São sempre as mesmas horas a que chega. Creio que poderia acertar o  relógio, tal é a pontualidade com se senta na mesma cadeira. No mesmo local de todos os dias.

Assenta os cotovelos na mesa. Ombros encolhidos, quase enterrados nas orelhas. O olhar, esse espelho da alma, assemelha-se a uma paisagem lunar, tal é o distanciamento que lhe advinho. Muito raramente e de forma muito suave, gira a cabeça em volta, como por uma necessidade de afastar o mundo.

Quando chega o primeiro copo de vinho, de muitos outros, num estranho e compassado ritual, retira mais um cigarro do maço. Vira-o de cabeça para baixo e bate ritmicamente com ele na parte de cima da sua mão esquerda. Leva-o aos lábios enquanto observa, alheado, o copo à sua frente.

Inspira longamente e depois, liberta uma imensa nuvem de fumo para o ar. Pequenas gotas de prazer e satisfação escorrem pelos seus lábios. Mas por muito pouco tempo. Mesmo muito escasso tempo.
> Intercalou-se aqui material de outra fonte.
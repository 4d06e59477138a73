//! Uptime command.

use crate::types::{Context, Error};

/// Show how long the bot has been running.
#[poise::command(prefix_command, slash_command)]
pub async fn uptime(context: Context<'_>) -> Result<(), Error> {
    let elapsed = context.data().uptime.elapsed();
    context.say(format!("Uptime: **{}**", elapsed)).await?;
    Ok(())
}
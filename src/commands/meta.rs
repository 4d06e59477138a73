//! Bot housekeeping commands.

use super::{help, ping, stats, uptime, FeatureModule};
use crate::types::Command;

/// Help, latency, uptime and usage statistics.
pub struct Meta;

impl FeatureModule for Meta {
    fn name(&self) -> &'static str {
        "Meta"
    }

    fn commands(&self) -> Vec<Command> {
        vec![help(), ping(), uptime(), stats()]
    }
}
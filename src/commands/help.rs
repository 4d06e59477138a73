//! Help command.

use crate::types::{Context, Error};

/// Shown under every help listing.
pub const ABOUT: &str = "RPGBot, a little discord bot by Henry#6174\n\
**Add to your server**: https://discordapp.com/oauth2/authorize?client_id=305177429612298242&scope=bot&permissions=322625\n\
**Support Server**: https://discord.gg/UYJb8fQ\n\
**Source**: https://github.com/henry232323/RPGBot";

/// Show the command list, or help about one command.
#[poise::command(prefix_command, slash_command)]
pub async fn help(
    context: Context<'_>,
    #[description = "Command to show help about"] command: Option<String>,
) -> Result<(), Error> {
    let config = poise::builtins::HelpConfiguration {
        extra_text_at_bottom: ABOUT,
        ephemeral: true,
        ..Default::default()
    };
    poise::builtins::help(context, command.as_deref(), config).await?;
    Ok(())
}
//! Read-only status service.
//!
//! Serves stored user and guild records by id so external dashboards can
//! read them without going through the chat client.
//!
//! Response policy:
//! - stored record: 200 with the stored payload
//! - no record: 200 with the default payload for that table
//! - backend failure: 502

use crate::database::{RecordStore, RecordTable};
use crate::error::Result;
use crate::records::default_payload;
use axum::extract::{Path, State};
use axum::http::{header, StatusCode};
use axum::response::{IntoResponse, Response};
use axum::routing::get;
use axum::Router;
use std::future::Future;
use std::sync::Arc;
use tokio::net::TcpListener;

/// Shared state for the status routes.
#[derive(Clone)]
pub struct StatusState {
    store: Arc<dyn RecordStore>,
}

/// Build the status router.
pub fn router(store: Arc<dyn RecordStore>) -> Router {
    Router::new()
        .route("/servers/:id", get(get_server_info))
        .route("/servers/:id/", get(get_server_info))
        .route("/users/:id", get(get_user_info))
        .route("/users/:id/", get(get_user_info))
        .with_state(StatusState { store })
}

/// Run the status service on `listener` until `shutdown` resolves.
pub async fn serve<F>(listener: TcpListener, store: Arc<dyn RecordStore>, shutdown: F) -> Result<()>
where
    F: Future<Output = ()> + Send + 'static,
{
    if let Ok(addr) = listener.local_addr() {
        tracing::info!("Status service listening on {}", addr);
    }

    axum::serve(listener, router(store))
        .with_graceful_shutdown(shutdown)
        .await?;

    tracing::info!("Status service stopped");
    Ok(())
}

async fn get_server_info(State(state): State<StatusState>, Path(id): Path<u64>) -> Response {
    lookup(&state, RecordTable::ServData, id).await
}

async fn get_user_info(State(state): State<StatusState>, Path(id): Path<u64>) -> Response {
    lookup(&state, RecordTable::UserData, id).await
}

async fn lookup(state: &StatusState, table: RecordTable, id: u64) -> Response {
    match state.store.fetch(table, id).await {
        Ok(Some(payload)) => json_response(payload),
        Ok(None) => json_response(default_payload(table)),
        Err(e) => {
            tracing::error!(table = table.as_str(), id, "Status lookup failed: {}", e);
            (StatusCode::BAD_GATEWAY, "Failed to fetch info!").into_response()
        }
    }
}

fn json_response(payload: String) -> Response {
    (
        StatusCode::OK,
        [(header::CONTENT_TYPE, "application/json")],
        payload,
    )
        .into_response()
}
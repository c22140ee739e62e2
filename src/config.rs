//! Runtime configuration
//!
//! Loaded from an optional JSON file; every field has a default.

use std::fs;
use std::path::Path;

use serde::{Deserialize, Serialize};

use crate::error::ConfigError;
use crate::extractors::ExtractOptions;

pub const DEFAULT_USER_AGENT: &str = "Mozilla/5.0";
pub const DEFAULT_TIMEOUT_SECS: u64 = 30;

#[derive(Debug, Clone, PartialEq, Eq, Serialize, Deserialize)]
#[serde(default)]
pub struct FetchConfig {
    /// Sent as `User-Agent`; many shops reject requests without one
    pub user_agent: String,
    pub timeout_secs: u64,
}

impl Default for FetchConfig {
    fn default() -> Self {
        Self {
            user_agent: DEFAULT_USER_AGENT.to_string(),
            timeout_secs: DEFAULT_TIMEOUT_SECS,
        }
    }
}

#[derive(Debug, Clone, PartialEq, Eq, Default, Serialize, Deserialize)]
#[serde(default)]
pub struct Config {
    pub fetch: FetchConfig,
    pub extract: ExtractOptions,
}

impl Config {
    pub fn from_json_str(json: &str, origin: &str) -> Result<Self, ConfigError> {
        serde_json::from_str(json).map_err(|source| ConfigError::Parse {
            path: origin.to_string(),
            source,
        })
    }

    pub fn from_json_file(path: &Path) -> Result<Self, ConfigError> {
        let display = path.display().to_string();
        let json = fs::read_to_string(path).map_err(|source| ConfigError::Io {
            path: display.clone(),
            source,
        })?;
        Self::from_json_str(&json, &display)
    }
}
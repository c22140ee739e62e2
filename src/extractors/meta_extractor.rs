//! `<meta>` tag lookups
//!
//! OpenGraph tags carry their key in `property`, Twitter Card and generic
//! tags in `name`.

use scraper::{Html, Selector};

/// Which attribute names the meta tag
#[derive(Debug, Clone, Copy, PartialEq, Eq)]
pub enum MetaKey<'a> {
    Property(&'a str),
    Name(&'a str),
}

impl MetaKey<'_> {
    fn selector(&self) -> String {
        match self {
            MetaKey::Property(key) => format!(r#"meta[property="{}"]"#, key),
            MetaKey::Name(key) => format!(r#"meta[name="{}"]"#, key),
        }
    }
}

/// `content` of the first meta tag with the given key
///
/// Only the first matching tag is consulted. Blank content counts as absent.
pub fn meta_content(document: &Html, key: MetaKey<'_>) -> Option<String> {
    let selector = Selector::parse(&key.selector()).ok()?;

    document
        .select(&selector)
        .next()
        .and_then(|el| el.value().attr("content"))
        .map(str::trim)
        .filter(|content| !content.is_empty())
        .map(String::from)
}

/// `og:<key>` content
pub fn opengraph(document: &Html, key: &str) -> Option<String> {
    meta_content(document, MetaKey::Property(&format!("og:{}", key)))
}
Depressa muda o tempo para os seus lados. De uma forma que não consigo explicar, pressinto-lhe um desespero surdo. Como uma segunda pele, está lá. Batendo com o coração. E os olhos tornam-se gelados, lunares e desconfortáveis.

 

Fico muito tempo, a observar de forma quase solene. Absorto e hipnotizado pela estranha dispersão de sentimentos que dele emana. E vou-me sentindo frio e absorvo um pouco daquele seu desespero. Como se visse um náufrago e a sua salvação fosse impossivel.

 

 

Pessoalmente, fascina-me e aceito a finitude que traz a morte. Não consigo absorver muito mais do que essa finitude. Não entendo como se possa sequer sonhar ou imaginar algo para além deste fim.

Vejo-me igual a outros milhões, uma imensa colecção de moléculas e água. Nada mais simples e nada mais complexo. Nem percebo porque se pretende engendrar a vida eterna. Quem terá sido o psicopata que, num qualquer dia de aborrecimento existêncial, inventou a eternidade. Um supremo sádico, que decidiu prolongar para sempre a sua triste caminhada.

 

Sou matéria orgânica a quem foi dado um nome. Sou um acumular de células que tem tanto de complicado como imperfeito. Um borrão no universo. Os outros são como eu. Matéria imperfeita. Nada mais.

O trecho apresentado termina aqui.